=== Task to complete ===
All lines containing the string "releases" must be copied from the entries.

=== Extracted records ===
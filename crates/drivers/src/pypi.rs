//! PyPI release feed
//!
//! Firehose mode reads the global updates RSS, which carries a bounded
//! window and no cursor, so results run through the lossy detector.
//! Named mode fetches each configured project's releases RSS instead;
//! one failing project does not fail the poll.

use async_trait::async_trait;
use chrono::{DateTime, Utc};
use futures::future::join_all;
use serde::Deserialize;

use feedstock_events::Handler;
use feedstock_types::{apply_cutoff, find_cutoff, sort_packages_desc, FeedError, FeedOptions, Package};

use crate::http::{check_status, default_client};
use crate::lossy::LossyFeedDetector;
use crate::xml::sanitize_xml;
use crate::{FeedDriver, PollResult};

pub const FEED_NAME: &str = "pypi";

const UPDATES_PATH: &str = "/rss/updates.xml";

#[derive(Debug, Deserialize)]
struct Rss {
    channel: Channel,
}

#[derive(Debug, Deserialize)]
struct Channel {
    #[serde(rename = "item", default)]
    items: Vec<Item>,
}

#[derive(Debug, Deserialize)]
struct Item {
    title: String,
    #[serde(rename = "pubDate")]
    pub_date: String,
    link: String,
}

impl Item {
    /// The item link ends in `/<name>/<version>/`, e.g.
    /// `https://pypi.org/project/foopy/2.1/`.
    fn name_and_version(&self) -> Result<(&str, &str), FeedError> {
        let parts: Vec<&str> = self.link.split('/').collect();
        if parts.len() < 5 {
            return Err(FeedError::decode(
                FEED_NAME,
                format!("invalid link provided by pypi API: {}", self.link),
            ));
        }
        Ok((parts[parts.len() - 3], parts[parts.len() - 2]))
    }

    fn created_date(&self) -> Result<DateTime<Utc>, FeedError> {
        DateTime::parse_from_rfc2822(&self.pub_date)
            .map(|dt| dt.with_timezone(&Utc))
            .map_err(|err| FeedError::decode(FEED_NAME, err))
    }
}

pub struct PypiDriver {
    client: reqwest::Client,
    base_url: String,
    packages: Option<Vec<String>>,
    detector: LossyFeedDetector,
    options: FeedOptions,
}

impl PypiDriver {
    pub fn new(options: FeedOptions, event_handler: Handler) -> Result<Self, FeedError> {
        Ok(Self {
            client: default_client()?,
            base_url: "https://pypi.org".to_string(),
            packages: options.packages.clone(),
            detector: LossyFeedDetector::new(event_handler),
            options,
        })
    }

    async fn fetch_rss(&self, url: &str) -> Result<Vec<Item>, FeedError> {
        let response = check_status(self.client.get(url).send().await?)?;
        let body = response.bytes().await?;
        let rss: Rss = quick_xml::de::from_str(&sanitize_xml(&body))
            .map_err(|err| FeedError::decode(FEED_NAME, err))?;
        Ok(rss.channel.items)
    }

    async fn fetch_updates(&self) -> Result<Vec<Item>, FeedError> {
        let url = format!("{}{UPDATES_PATH}", self.base_url);
        self.fetch_rss(&url).await
    }

    /// Fetches the release RSS of every configured project concurrently.
    async fn fetch_critical(&self, packages: &[String]) -> (Vec<Item>, Vec<FeedError>) {
        let fetches = packages.iter().map(|name| async move {
            let url = format!("{}/rss/project/{name}/releases.xml", self.base_url);
            (name, self.fetch_rss(&url).await)
        });

        let mut items = Vec::new();
        let mut errs = Vec::new();
        for (name, result) in join_all(fetches).await {
            match result {
                Ok(project_items) => items.extend(project_items),
                Err(err) => errs.push(FeedError::for_package(name.clone(), err)),
            }
        }
        (items, errs)
    }
}

#[async_trait]
impl FeedDriver for PypiDriver {
    async fn latest(&self, cutoff: DateTime<Utc>) -> PollResult {
        let mut errs = Vec::new();

        let items = match &self.packages {
            None => match self.fetch_updates().await {
                Ok(items) => items,
                // The firehose request is the only data source, so its
                // failure fails the poll.
                Err(err) => return PollResult::failure(cutoff, vec![err]),
            },
            Some(packages) => {
                let (items, fetch_errs) = self.fetch_critical(packages).await;
                errs = fetch_errs;
                if items.is_empty() && !packages.is_empty() {
                    errs.push(FeedError::NoPackagesPolled);
                    return PollResult::failure(cutoff, errs);
                }
                items
            }
        };

        let mut pkgs = Vec::new();
        for item in items {
            let created = match item.created_date() {
                Ok(created) => created,
                Err(err) => {
                    errs.push(err);
                    continue;
                }
            };
            match item.name_and_version() {
                Ok((name, version)) => {
                    pkgs.push(Package::new(created, name, version, FEED_NAME));
                }
                Err(err) => errs.push(err),
            }
        }

        if self.packages.is_none() {
            self.detector.process(FEED_NAME, &pkgs);
        }

        let new_cutoff = find_cutoff(cutoff, &pkgs);
        let mut pkgs = apply_cutoff(pkgs, cutoff);
        sort_packages_desc(&mut pkgs);
        PollResult::new(pkgs, new_cutoff, errs)
    }

    fn name(&self) -> &'static str {
        FEED_NAME
    }

    fn options(&self) -> &FeedOptions {
        &self.options
    }
}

=== Exercise solution ===
//! Named mode fetches each configured project's releases RSS instead;
            let url = format!("{}/rss/project/{name}/releases.xml", self.base_url);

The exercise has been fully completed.